Assume $$\Sigma = \{a,b\}$$. We want to generate a word $$w_1\#w_2$$ is such that $$w_1 \ne w_2^R$$. There are two obvious possibilities:
1. $$|w_1| = |w_2|$$: In these words, there has to be at least one pair of positions equidistance from $$\#$$ such that the letters in these positions are different. Using the non-terminal $$S_1$$, we will generate the part of $$w$$ till we reach the first such pair; then we transition to non-terminal $$S_2$$ which will generate the opposite letters at that pair of position and move to the non-terminal $$S_3$$. From $$S_3$$, we are free to generate whatever we want.

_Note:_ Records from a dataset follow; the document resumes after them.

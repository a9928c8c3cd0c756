//! Space Registry
//!
//! Tracks the set of live spaces. Spaces are created lazily on the first
//! write targeting them and removed by explicit cascade delete. The
//! registry hands out `Arc<Space>` handles so callers (and the reaper)
//! can operate on a space without holding the registry lock.
//!
//! ## Delete/Write Races
//!
//! A `set` resolves its space handle through the registry, then writes
//! into the space's own shards. If a `delete_space` wins the race, the
//! write lands in the detached space and is dropped with it - lost with
//! the deleted space, never partially visible. A `set` that resolves
//! after the delete recreates the space and lands in the fresh one.

use crate::storage::space::Space;
use std::collections::HashMap;
use std::sync::atomic::{AtomicU64, Ordering};
use std::sync::{Arc, RwLock};
use tracing::debug;

/// Default number of shards per space.
/// More shards = less lock contention, but more memory per space.
const DEFAULT_SHARDS_PER_SPACE: usize = 16;

/// Store-wide configuration.
#[derive(Debug, Clone)]
pub struct StoreConfig {
    /// Number of lock shards each space is split into
    pub shards_per_space: usize,

    /// Whether a space with zero entries keeps appearing in the space
    /// list. When `false`, the reaper garbage-collects empty spaces.
    pub retain_empty_spaces: bool,
}

impl Default for StoreConfig {
    fn default() -> Self {
        Self {
            shards_per_space: DEFAULT_SHARDS_PER_SPACE,
            retain_empty_spaces: true,
        }
    }
}

/// The set of live spaces, keyed by case-sensitive name.
#[derive(Debug)]
pub struct SpaceRegistry {
    config: StoreConfig,
    spaces: RwLock<HashMap<String, Arc<Space>>>,

    /// Expired-entry counts carried over from deleted spaces, so the
    /// store-wide total never goes backwards
    expired_carryover: AtomicU64,
}

impl Default for SpaceRegistry {
    fn default() -> Self {
        Self::new(StoreConfig::default())
    }
}

impl SpaceRegistry {
    /// Creates an empty registry with the given configuration.
    pub fn new(config: StoreConfig) -> Self {
        Self {
            config,
            spaces: RwLock::new(HashMap::new()),
            expired_carryover: AtomicU64::new(0),
        }
    }

    /// The configuration this registry was created with.
    pub fn config(&self) -> &StoreConfig {
        &self.config
    }

    /// Returns the names of all live spaces.
    ///
    /// Order is unspecified; callers must not rely on it.
    pub fn spaces(&self) -> Vec<String> {
        self.spaces.read().unwrap().keys().cloned().collect()
    }

    /// Returns the space handle for `name` without creating it.
    pub fn get_space(&self, name: &str) -> Option<Arc<Space>> {
        self.spaces.read().unwrap().get(name).cloned()
    }

    /// Returns the space handle for `name`, creating the space if absent.
    ///
    /// Idempotent: concurrent callers all end up with a handle to the
    /// same space.
    pub fn ensure_space(&self, name: &str) -> Arc<Space> {
        // Fast path: the space already exists.
        if let Some(space) = self.get_space(name) {
            return space;
        }

        let mut spaces = self.spaces.write().unwrap();
        Arc::clone(
            spaces
                .entry(name.to_string())
                .or_insert_with(|| {
                    debug!(space = name, "space created");
                    Arc::new(Space::new(self.config.shards_per_space))
                }),
        )
    }

    /// Removes the space and all its entries.
    ///
    /// Idempotent no-op if the space does not exist. The cascade is
    /// atomic from the caller's perspective: the handle is unlinked
    /// under the registry write lock and every entry dies with it.
    pub fn delete_space(&self, name: &str) -> bool {
        let removed = self.spaces.write().unwrap().remove(name);
        if let Some(space) = &removed {
            self.expired_carryover
                .fetch_add(space.expired_count(), Ordering::Relaxed);
            debug!(space = name, "space deleted");
        }
        removed.is_some()
    }

    /// Snapshot of all live spaces, for lock-free iteration by the reaper.
    pub fn snapshot(&self) -> Vec<(String, Arc<Space>)> {
        self.spaces
            .read()
            .unwrap()
            .iter()
            .map(|(name, space)| (name.clone(), Arc::clone(space)))
            .collect()
    }

    /// Garbage-collects spaces with no physically present entries.
    ///
    /// Only meaningful when `retain_empty_spaces` is off; the reaper
    /// calls this after a sweep. A space with outstanding handles is
    /// never collected: a writer between `ensure_space` and its shard
    /// write still holds an `Arc`, and collecting the space under it
    /// would acknowledge a write no read could ever see. Returns the
    /// number of spaces removed.
    pub fn remove_empty_spaces(&self) -> usize {
        let mut spaces = self.spaces.write().unwrap();
        let before = spaces.len();
        spaces.retain(|name, space| {
            let keep = !space.is_empty() || Arc::strong_count(space) > 1;
            if !keep {
                self.expired_carryover
                    .fetch_add(space.expired_count(), Ordering::Relaxed);
                debug!(space = name.as_str(), "empty space garbage-collected");
            }
            keep
        });
        before - spaces.len()
    }

    /// Total entries removed because they expired, including entries
    /// of spaces that have since been deleted.
    pub fn expired_total(&self) -> u64 {
        let live: u64 = self
            .spaces
            .read()
            .unwrap()
            .values()
            .map(|space| space.expired_count())
            .sum();
        self.expired_carryover.load(Ordering::Relaxed) + live
    }
}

This will make sure that we have at least such pair of opposite letters, and hence $$w_1 \ne w_2^R$$.
We can generate such words using following grammar: \begin{align} S_1 &\rightarrow aS_1a|bS_1b|S_2\\ S_2 &\rightarrow aS_3b|bS_3a\\ S_3 &\rightarrow aS_3a| bS_3b| aS_3b | bS_3a|\# \end{align}
2. $$|w_1| \ne |w_2|$$: In this case, with the non-terminal $$P_1$$ we will generate any word with equal number of letters on both side of $$P_1$$, and then we will move to either the non-terminal $$P_2$$ or $$P_3$$. With $$P_2$$ (or $$P_3$$) we will generate more letters either on the left side (or the right side) of $$\#$$. In the end, this will make sure that $$|w_1| \ne |w_2|$$. We can generate such words using the following grammar:
\begin{align} P_1 &\rightarrow aP_1a| bP_1b| aP_1b | bP_1a| P_2 |P_3 \\ P_2 &\rightarrow aP_2|bP_2|a\# | b\#\\ P_3 &\rightarrow P_3a|P_3b|\#a | \#b\\ \end{align}
For the given language, the grammar would be: $$S \rightarrow S_1|P_1$$.